*EXERCISE*.
Which lines of the entries contain the word "offsets"? Please list them.

*Collected data entries*.
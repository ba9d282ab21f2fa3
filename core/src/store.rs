//! Storage contracts for both subsystems.
//!
//! The baggage subsystem owns [`BaggageRepository`] and [`Outbox`]; the
//! passenger subsystem owns [`NotificationStore`] and a [`DeadLetterSink`].
//! Postgres and in-memory implementations live in their own crates.

use crate::baggage::{Baggage, NewBaggage, StatusChange};
use crate::dead_letter::DeadLetter;
use crate::event::BaggageStateChangeEvent;
use crate::notification::Notification;
use crate::types::{BaggageId, EventId, PassengerId};
use chrono::{DateTime, Utc};
use std::future::Future;
use std::pin::Pin;
use thiserror::Error;

/// Errors from storage backends.
#[derive(Error, Debug, Clone, PartialEq, Eq)]
pub enum StoreError {
    /// The store could not be reached. Worth retrying.
    #[error("Store unavailable: {0}")]
    Unavailable(String),

    /// A guarded write lost a race with a concurrent writer.
    #[error("Concurrent modification: {0}")]
    Conflict(String),

    /// The record does not exist.
    #[error("Not found: {0}")]
    NotFound(String),

    /// Any other database failure.
    #[error("Database error: {0}")]
    Database(String),

    /// A stored value could not be encoded or decoded.
    #[error("Serialization error: {0}")]
    Serialization(String),
}

impl StoreError {
    /// Whether the operation may succeed if tried again unchanged.
    #[must_use]
    pub const fn is_transient(&self) -> bool {
        matches!(self, Self::Unavailable(_))
    }
}

/// Boxed future returned by the storage traits.
pub type StoreFuture<'a, T> = Pin<Box<dyn Future<Output = Result<T, StoreError>> + Send + 'a>>;

/// Result of an insert-if-absent.
#[derive(Clone, Copy, Debug, PartialEq, Eq)]
pub enum InsertOutcome {
    /// The row was written.
    Inserted,
    /// A row with the same key already existed; nothing was written.
    AlreadyPresent,
}

/// A publish intent recorded together with a status change.
#[derive(Clone, Debug, PartialEq, Eq)]
pub struct OutboxEntry {
    /// The event to publish. Its id is fixed when the intent is recorded.
    pub event: BaggageStateChangeEvent,
    /// Failed publish attempts so far.
    pub attempts: u32,
    /// Error from the most recent failed attempt.
    pub last_error: Option<String>,
    /// When the intent was recorded.
    pub enqueued_at: DateTime<Utc>,
}

impl OutboxEntry {
    /// A fresh intent for `event`.
    #[must_use]
    pub const fn new(event: BaggageStateChangeEvent, enqueued_at: DateTime<Utc>) -> Self {
        Self {
            event,
            attempts: 0,
            last_error: None,
            enqueued_at,
        }
    }
}

/// Persistence for baggage rows.
pub trait BaggageRepository: Send + Sync {
    /// Persist a new bag in status `REGISTERED` and return it with its id.
    fn insert(&self, baggage: NewBaggage) -> StoreFuture<'_, Baggage>;

    /// Look a bag up by id.
    fn find(&self, id: BaggageId) -> StoreFuture<'_, Option<Baggage>>;

    /// All bags of a passenger, by id.
    fn list_for_passenger(&self, passenger_id: PassengerId) -> StoreFuture<'_, Vec<Baggage>>;

    /// Commit `change` and record `event` in the outbox, atomically.
    ///
    /// The update only applies while the stored status still equals
    /// `change.previous`.
    ///
    /// # Errors
    ///
    /// [`StoreError::NotFound`] for an unknown bag; [`StoreError::Conflict`]
    /// when the stored status moved on since the change was computed.
    fn commit_transition<'a>(
        &'a self,
        change: &'a StatusChange,
        event: &'a BaggageStateChangeEvent,
    ) -> StoreFuture<'a, Baggage>;
}

/// Un-sent publish intents.
pub trait Outbox: Send + Sync {
    /// Up to `limit` pending entries, oldest first.
    fn pending(&self, limit: usize) -> StoreFuture<'_, Vec<OutboxEntry>>;

    /// Every pending entry for one bag, oldest first.
    fn pending_for_baggage(&self, baggage_id: BaggageId) -> StoreFuture<'_, Vec<OutboxEntry>>;

    /// Delete the entry once the bus acknowledged it. Unknown ids are ignored.
    fn remove<'a>(&'a self, event_id: &'a EventId) -> StoreFuture<'a, ()>;

    /// Count a failed attempt and remember its error.
    fn record_failure<'a>(&'a self, event_id: &'a EventId, error: &'a str) -> StoreFuture<'a, ()>;
}

/// Persistence for passenger notifications.
///
/// Must enforce uniqueness of `source_event_id`; that constraint is the final
/// idempotency backstop when two workers race on the same event.
pub trait NotificationStore: Send + Sync {
    /// Whether a notification already exists for `event_id`.
    fn exists_for_event<'a>(&'a self, event_id: &'a EventId) -> StoreFuture<'a, bool>;

    /// Insert unless a notification with the same source event exists.
    fn insert_if_absent<'a>(&'a self, notification: &'a Notification) -> StoreFuture<'a, InsertOutcome>;

    /// A passenger's notifications in creation order.
    fn list_for_passenger(&self, passenger_id: PassengerId) -> StoreFuture<'_, Vec<Notification>>;
}

/// Destination for records that cannot be processed.
pub trait DeadLetterSink: Send + Sync {
    /// Hand a dead letter over for operator inspection.
    fn dead_letter<'a>(&'a self, letter: &'a DeadLetter) -> StoreFuture<'a, ()>;
}

#[cfg(test)]
#[allow(clippy::unwrap_used, clippy::expect_used, clippy::panic)] // Test code can use unwrap/expect/panic
mod tests {
    use super::*;

    #[test]
    fn only_unavailable_is_transient() {
        assert!(StoreError::Unavailable("timeout".into()).is_transient());
        assert!(!StoreError::Conflict("x".into()).is_transient());
        assert!(!StoreError::Database("x".into()).is_transient());
    }
}
//! In-memory partitioned event bus.
//!
//! Models the parts of a Kafka-style log that the baggage tracker relies on:
//!
//! - records are routed to a partition by hashing the key, so records sharing
//!   a key keep their order
//! - each consumer group has committed offsets per partition
//! - subscribing replays everything after the committed offset, so unacked
//!   records are redelivered after a "restart"
//! - a new subscription for a group replaces the previous one (rebalance)

#![allow(clippy::unwrap_used)] // Test infrastructure uses unwrap for simplicity
#![allow(clippy::missing_panics_doc)] // Panics only on poisoned locks

use baggage_tracker_core::event_bus::{
    Acknowledge, BusRecord, EventBus, EventBusError, EventStream, RecordPosition,
};
use std::collections::{HashMap, VecDeque};
use std::future::Future;
use std::hash::{DefaultHasher, Hash, Hasher};
use std::pin::Pin;
use std::sync::{Arc, Mutex};
use tokio::sync::mpsc;

/// A record as stored in a partition.
#[derive(Clone, Debug, PartialEq, Eq)]
pub struct StoredRecord {
    /// Topic the record was published to.
    pub topic: String,
    /// Partition it landed on.
    pub partition: i32,
    /// Offset within the partition.
    pub offset: i64,
    /// Partition key.
    pub key: String,
    /// Payload bytes.
    pub payload: Vec<u8>,
}

struct Subscription {
    topics: Vec<String>,
    tx: mpsc::UnboundedSender<Result<BusRecord, EventBusError>>,
    acker: Arc<dyn Acknowledge>,
}

#[derive(Default)]
struct BusState {
    /// topic -> partitions -> records
    logs: HashMap<String, Vec<Vec<StoredRecord>>>,
    /// Every record in publish order, across topics.
    history: Vec<StoredRecord>,
    /// (group, topic, partition) -> next offset to deliver
    committed: HashMap<(String, String, i32), i64>,
    /// group -> active subscription
    subscriptions: HashMap<String, Subscription>,
    /// Errors to return from the next publishes, in order.
    publish_failures: VecDeque<EventBusError>,
}

/// In-memory [`EventBus`] for tests.
///
/// # Example
///
/// ```
/// use baggage_tracker_core::event_bus::EventBus;
/// use baggage_tracker_testing::InMemoryEventBus;
///
/// # async fn example() -> Result<(), Box<dyn std::error::Error>> {
/// let bus = InMemoryEventBus::new();
/// bus.publish("baggage-state-change", "100", b"{}").await?;
/// assert_eq!(bus.published("baggage-state-change").len(), 1);
/// # Ok(())
/// # }
/// ```
#[derive(Clone)]
pub struct InMemoryEventBus {
    state: Arc<Mutex<BusState>>,
    partitions: i32,
}

impl InMemoryEventBus {
    /// Bus with four partitions per topic.
    #[must_use]
    pub fn new() -> Self {
        Self::with_partitions(4)
    }

    /// Bus with `partitions` partitions per topic.
    #[must_use]
    pub fn with_partitions(partitions: i32) -> Self {
        assert!(partitions > 0, "partitions must be greater than 0");
        Self {
            state: Arc::new(Mutex::new(BusState::default())),
            partitions,
        }
    }

    /// Partition that `key` is routed to.
    #[must_use]
    pub fn partition_for(&self, key: &str) -> i32 {
        let mut hasher = DefaultHasher::new();
        key.hash(&mut hasher);
        let partitions = u64::try_from(self.partitions).unwrap_or(1);
        i32::try_from(hasher.finish() % partitions).unwrap_or(0)
    }

    /// Make the next publish calls fail with the given errors, in order.
    pub fn fail_next_publishes(&self, errors: impl IntoIterator<Item = EventBusError>) {
        self.state.lock().unwrap().publish_failures.extend(errors);
    }

    /// All records published to `topic`, in publish order.
    #[must_use]
    pub fn published(&self, topic: &str) -> Vec<StoredRecord> {
        self.state
            .lock()
            .unwrap()
            .history
            .iter()
            .filter(|record| record.topic == topic)
            .cloned()
            .collect()
    }

    /// Next offset `group` will receive on `topic`/`partition`.
    #[must_use]
    pub fn committed_offset(&self, group: &str, topic: &str, partition: i32) -> i64 {
        self.state
            .lock()
            .unwrap()
            .committed
            .get(&(group.to_string(), topic.to_string(), partition))
            .copied()
            .unwrap_or(0)
    }

    /// Number of records on `topic` that `group` has not acknowledged.
    #[must_use]
    pub fn lag(&self, group: &str, topic: &str) -> i64 {
        let state = self.state.lock().unwrap();
        let Some(partitions) = state.logs.get(topic) else {
            return 0;
        };
        partitions
            .iter()
            .enumerate()
            .map(|(index, records)| {
                let partition = i32::try_from(index).unwrap_or(0);
                let committed = state
                    .committed
                    .get(&(group.to_string(), topic.to_string(), partition))
                    .copied()
                    .unwrap_or(0);
                i64::try_from(records.len()).unwrap_or(0) - committed
            })
            .sum()
    }

    fn append(&self, topic: &str, key: &str, payload: &[u8]) -> Result<RecordPosition, EventBusError> {
        let partition = self.partition_for(key);
        let mut state = self.state.lock().unwrap();
        if let Some(error) = state.publish_failures.pop_front() {
            return Err(error);
        }

        let partitions = usize::try_from(self.partitions).unwrap_or(1);
        let log = state
            .logs
            .entry(topic.to_string())
            .or_insert_with(|| vec![Vec::new(); partitions]);
        let records = &mut log[usize::try_from(partition).unwrap_or(0)];
        let offset = i64::try_from(records.len()).unwrap_or(i64::MAX);
        let record = StoredRecord {
            topic: topic.to_string(),
            partition,
            offset,
            key: key.to_string(),
            payload: payload.to_vec(),
        };
        records.push(record.clone());
        state.history.push(record.clone());

        state.subscriptions.retain(|_, subscription| {
            if !subscription.topics.iter().any(|t| t == topic) {
                return true;
            }
            subscription
                .tx
                .send(Ok(to_bus_record(&record, &subscription.acker)))
                .is_ok()
        });

        Ok(RecordPosition { partition, offset })
    }
}

impl Default for InMemoryEventBus {
    fn default() -> Self {
        Self::new()
    }
}

fn to_bus_record(record: &StoredRecord, acker: &Arc<dyn Acknowledge>) -> BusRecord {
    BusRecord::new(
        record.topic.clone(),
        record.partition,
        record.offset,
        Some(record.key.clone()),
        record.payload.clone(),
        Arc::clone(acker),
    )
}

struct GroupAcker {
    state: Arc<Mutex<BusState>>,
    group: String,
}

impl Acknowledge for GroupAcker {
    fn ack(&self, topic: &str, partition: i32, offset: i64) -> Result<(), EventBusError> {
        let mut state = self.state.lock().unwrap();
        let next = state
            .committed
            .entry((self.group.clone(), topic.to_string(), partition))
            .or_insert(0);
        *next = (*next).max(offset + 1);
        Ok(())
    }
}

impl EventBus for InMemoryEventBus {
    fn publish(
        &self,
        topic: &str,
        key: &str,
        payload: &[u8],
    ) -> Pin<Box<dyn Future<Output = Result<RecordPosition, EventBusError>> + Send + '_>> {
        let result = self.append(topic, key, payload);
        Box::pin(async move { result })
    }

    fn subscribe(
        &self,
        topics: &[&str],
        group: &str,
    ) -> Pin<Box<dyn Future<Output = Result<EventStream, EventBusError>> + Send + '_>> {
        let topics: Vec<String> = topics.iter().map(|s| (*s).to_string()).collect();
        let group = group.to_string();

        Box::pin(async move {
            let (tx, rx) = mpsc::unbounded_channel();
            let acker: Arc<dyn Acknowledge> = Arc::new(GroupAcker {
                state: Arc::clone(&self.state),
                group: group.clone(),
            });

            let mut state = self.state.lock().unwrap();
            for topic in &topics {
                let Some(partitions) = state.logs.get(topic) else {
                    continue;
                };
                for records in partitions {
                    for record in records {
                        let next = state
                            .committed
                            .get(&(group.clone(), topic.clone(), record.partition))
                            .copied()
                            .unwrap_or(0);
                        if record.offset >= next {
                            // Receiver is alive until this function returns
                            let _ = tx.send(Ok(to_bus_record(record, &acker)));
                        }
                    }
                }
            }
            state
                .subscriptions
                .insert(group, Subscription { topics, tx, acker });
            drop(state);

            let stream = async_stream::stream! {
                let mut rx = rx;
                while let Some(result) = rx.recv().await {
                    yield result;
                }
            };
            Ok(Box::pin(stream) as EventStream)
        })
    }
}
//! # Baggage Tracker Testing
//!
//! Test doubles for the baggage tracker.
//!
//! This crate provides:
//! - [`InMemoryEventBus`]: partitioned log with consumer-group offsets
//! - In-memory stores with failure injection ([`stores`])
//! - Deterministic clocks ([`mocks`])
//!
//! ## Example
//!
//! ```
//! use baggage_tracker_core::store::BaggageRepository;
//! use baggage_tracker_core::{NewBaggage, PassengerId, BaggageStatus};
//! use baggage_tracker_testing::InMemoryBaggageRepository;
//!
//! # async fn example() -> Result<(), Box<dyn std::error::Error>> {
//! let repo = InMemoryBaggageRepository::new();
//! let bag = repo.insert(NewBaggage::new(PassengerId::new(100), 23)).await?;
//! assert_eq!(bag.status, BaggageStatus::Registered);
//! # Ok(())
//! # }
//! ```

use baggage_tracker_core::environment::Clock;
use chrono::{DateTime, Utc};

/// In-memory event bus
pub mod event_bus;

/// In-memory stores
pub mod stores;

/// Mock implementations of Environment traits.
pub mod mocks {
    use super::{Clock, DateTime, Utc};
    use std::sync::Mutex;

    /// Fixed clock for deterministic tests
    ///
    /// Always returns the same time, making tests reproducible.
    ///
    /// # Example
    ///
    /// ```
    /// use baggage_tracker_testing::mocks::FixedClock;
    /// use baggage_tracker_core::environment::Clock;
    /// use chrono::Utc;
    ///
    /// let clock = FixedClock::new(Utc::now());
    /// assert_eq!(clock.now(), clock.now());
    /// ```
    #[derive(Debug, Clone)]
    pub struct FixedClock {
        time: DateTime<Utc>,
    }

    impl FixedClock {
        /// Create a new fixed clock with the given time
        #[must_use]
        pub const fn new(time: DateTime<Utc>) -> Self {
            Self { time }
        }
    }

    impl Clock for FixedClock {
        fn now(&self) -> DateTime<Utc> {
            self.time
        }
    }

    /// Clock that advances by one second on every read.
    ///
    /// Useful when ordering by timestamp must be observable.
    #[derive(Debug)]
    pub struct SteppingClock {
        next: Mutex<DateTime<Utc>>,
    }

    impl SteppingClock {
        /// Start at `start`.
        #[must_use]
        pub const fn new(start: DateTime<Utc>) -> Self {
            Self {
                next: Mutex::new(start),
            }
        }
    }

    impl Clock for SteppingClock {
        #[allow(clippy::unwrap_used)] // Poisoned lock means a test already failed
        fn now(&self) -> DateTime<Utc> {
            let mut next = self.next.lock().unwrap();
            let now = *next;
            *next = now + chrono::Duration::seconds(1);
            now
        }
    }

    /// Create a default fixed clock for tests (2025-01-01 00:00:00 UTC)
    ///
    /// # Panics
    ///
    /// This function will panic if the hardcoded timestamp fails to parse,
    /// which should never happen in practice.
    #[must_use]
    #[allow(clippy::expect_used)]
    pub fn test_clock() -> FixedClock {
        FixedClock::new(
            DateTime::parse_from_rfc3339("2025-01-01T00:00:00Z")
                .expect("hardcoded timestamp should always parse")
                .with_timezone(&Utc),
        )
    }
}

/// Install a test subscriber that writes to the test harness output.
///
/// Safe to call from every test; only the first call installs.
pub fn init_tracing() {
    let _ = tracing_subscriber::fmt()
        .with_env_filter(
            tracing_subscriber::EnvFilter::try_from_default_env()
                .unwrap_or_else(|_| tracing_subscriber::EnvFilter::new("baggage_tracker=debug")),
        )
        .with_test_writer()
        .try_init();
}

// Re-export commonly used items
pub use event_bus::{InMemoryEventBus, StoredRecord};
pub use mocks::{FixedClock, SteppingClock, test_clock};
pub use stores::{InMemoryBaggageRepository, InMemoryDeadLetterSink, InMemoryNotificationStore};
//! Email alert channel.

use crate::channel::{format_timestamp, AlertChannel, ChannelError};
use async_trait::async_trait;
use defiwatch_core::AlertEvent;
use lettre::transport::smtp::authentication::Credentials;
use lettre::{AsyncSmtpTransport, AsyncTransport, Message, Tokio1Executor};
use std::time::Duration;

/// Sends the whole alert batch as a single plain-text email over SMTP
/// with STARTTLS.
pub struct EmailChannel {
    from: String,
    to: String,
    transport: AsyncSmtpTransport<Tokio1Executor>,
}

impl std::fmt::Debug for EmailChannel {
    fn fmt(&self, f: &mut std::fmt::Formatter<'_>) -> std::fmt::Result {
        f.debug_struct("EmailChannel")
            .field("from", &self.from)
            .field("to", &self.to)
            .finish()
    }
}

impl EmailChannel {
    #[allow(clippy::too_many_arguments)]
    pub fn new(
        smtp_server: &str,
        smtp_port: u16,
        username: String,
        password: String,
        from: String,
        to: String,
        timeout: Duration,
    ) -> Result<Self, ChannelError> {
        let transport = AsyncSmtpTransport::<Tokio1Executor>::starttls_relay(smtp_server)?
            .port(smtp_port)
            .credentials(Credentials::new(username, password))
            .timeout(Some(timeout))
            .build();

        Ok(Self { from, to, transport })
    }

    fn render_body(events: &[AlertEvent]) -> String {
        let rule = "=".repeat(60);
        let mut body = String::from("The following alerts were triggered:\n");
        for event in events {
            body.push_str(&format!(
                "\n{rule}\n[{}] {} - {}\n{}\nTime: {}\n",
                event.severity.as_str(),
                event.protocol_name.to_uppercase(),
                event.metric.as_str().to_uppercase(),
                event.message,
                format_timestamp(event.detected_at_ms),
            ));
        }
        body
    }
}

#[async_trait]
impl AlertChannel for EmailChannel {
    fn name(&self) -> &'static str {
        "email"
    }

    async fn deliver(&self, events: &[AlertEvent]) -> Result<(), ChannelError> {
        let subject = format!(
            "🚨 DeFi Monitor Alerts - {}",
            chrono::Utc::now().format("%Y-%m-%d %H:%M")
        );
        let message = Message::builder()
            .from(self.from.parse()?)
            .to(self.to.parse()?)
            .subject(subject)
            .body(Self::render_body(events))?;

        self.transport.send(message).await?;
        Ok(())
    }
}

*RESULT FOR THIS TASK*.
//! - each consumer group has committed offsets per partition
//! - [`InMemoryEventBus`]: partitioned log with consumer-group offsets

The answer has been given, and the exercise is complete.